The ongoing plot is just bananas, within 10 minutes you've gone through 3 different mid skydive firefights and jumped through a plummeting airplane, you start your wars against the first gang in the game by blowing up their cars from a helicopter. In previous games you had to complete side-missions to gain respect to do more missions and in fairness it could get pretty tedious. It feels like there's a lot less side missions going on and much easier access to story missions, which is good in that you steam through the game in 12-14 hours but it also takes out the incentive to see more of the sandbox.

The quality of gameplay veers wildly through the game. The story missions are varied depending on what gang you're fighting, some of the characters are entertaining and some of the them are just plain offensive. The side quests, aren't quite as necessary as they used to be and veer wildly in quality, mission like Insurance Fraud where you throw yourself into oncoming traffic are great, mission where you hang from a helicopter picking off people who are oblivious to the death of their gang-members 10 feet away is just a little dull. The cars are generally easy to control and the Drift button is a massive improvement, you can really build up some serious speed and the options available in garages provide you with seriously upgraded vehicles for trickier missions. For some reason though aircraft control a lot worse then before, helicopters are sluggish and planes are just a pain to control. Overall the lack of restraint creates problems, there's no build up in the war. Saints Row starts insane and stays there all way. You do get a decent amount of game for your money though. The story will easily take 12-14 hours and depending on how much time you spend around the sandbox it can easily stretch into the days.

The graphics are overall good, there's plenty of options in the character creation screen though I did have my gripes that I couldn't just rebuild the character model I'd used throughout he previous game since I was meant to be playing the same guy.

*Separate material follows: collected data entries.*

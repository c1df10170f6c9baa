pub mod controller;
pub mod directory;
pub mod model;
pub mod router;
pub mod service;

pub use directory::{PgStudentDirectory, StudentDirectory};
pub use model::*;
pub use router::init_students_router;
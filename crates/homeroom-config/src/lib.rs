//! # Homeroom Config
//!
//! Configuration types for the Homeroom API, loaded from environment variables:
//!
//! - [`attendance`]: Attendance policy caps (external-leave quotas)
//! - [`cors`]: CORS (Cross-Origin Resource Sharing) configuration
//! - [`database`]: Database connection settings
//! - [`server`]: HTTP and metrics listener addresses
//!
//! # Example
//!
//! ```ignore
//! use homeroom_config::{AttendancePolicyConfig, CorsConfig, DatabaseConfig, ServerConfig};
//!
//! let policy = AttendancePolicyConfig::from_env();
//! let cors_config = CorsConfig::from_env();
//! let database_config = DatabaseConfig::from_env();
//! let server_config = ServerConfig::from_env();
//! ```

pub mod attendance;
pub mod cors;
pub mod database;
pub mod server;

// Re-export commonly used types at crate root
pub use attendance::AttendancePolicyConfig;
pub use cors::CorsConfig;
pub use database::DatabaseConfig;
pub use server::ServerConfig;

/// Reads and parses an environment variable, falling back to `default`
/// when the variable is unset or unparsable.
pub(crate) fn env_or<T>(key: &str, default: T) -> T
where
    T: std::str::FromStr,
{
    match std::env::var(key) {
        Ok(raw) => raw.trim().parse().unwrap_or_else(|_| {
            tracing::warn!(key, value = %raw, "Invalid value in environment, using default");
            default
        }),
        Err(_) => default,
    }
}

There's been a bizarre redesign of characters though, all their features have been accentuated beyond anything a healthy person could have, some of them have eyes the size of their fists. Steelport itself also feels a bit flat & brown, almost like a TV set and there's always a feeling if you could enter some of the buildings there's nothing behind them. I wouldn't say the game is drab, but it has gotten a lot more brown and grey between 2 & 3, but the special vehicles are sufficiently crazy that they make up for a lot of it. The game glitches all the time as well; pedestrians get stuck in cars and walls, I've seen people merge into each other and cars will appear and disappear on the road as you're looking at them.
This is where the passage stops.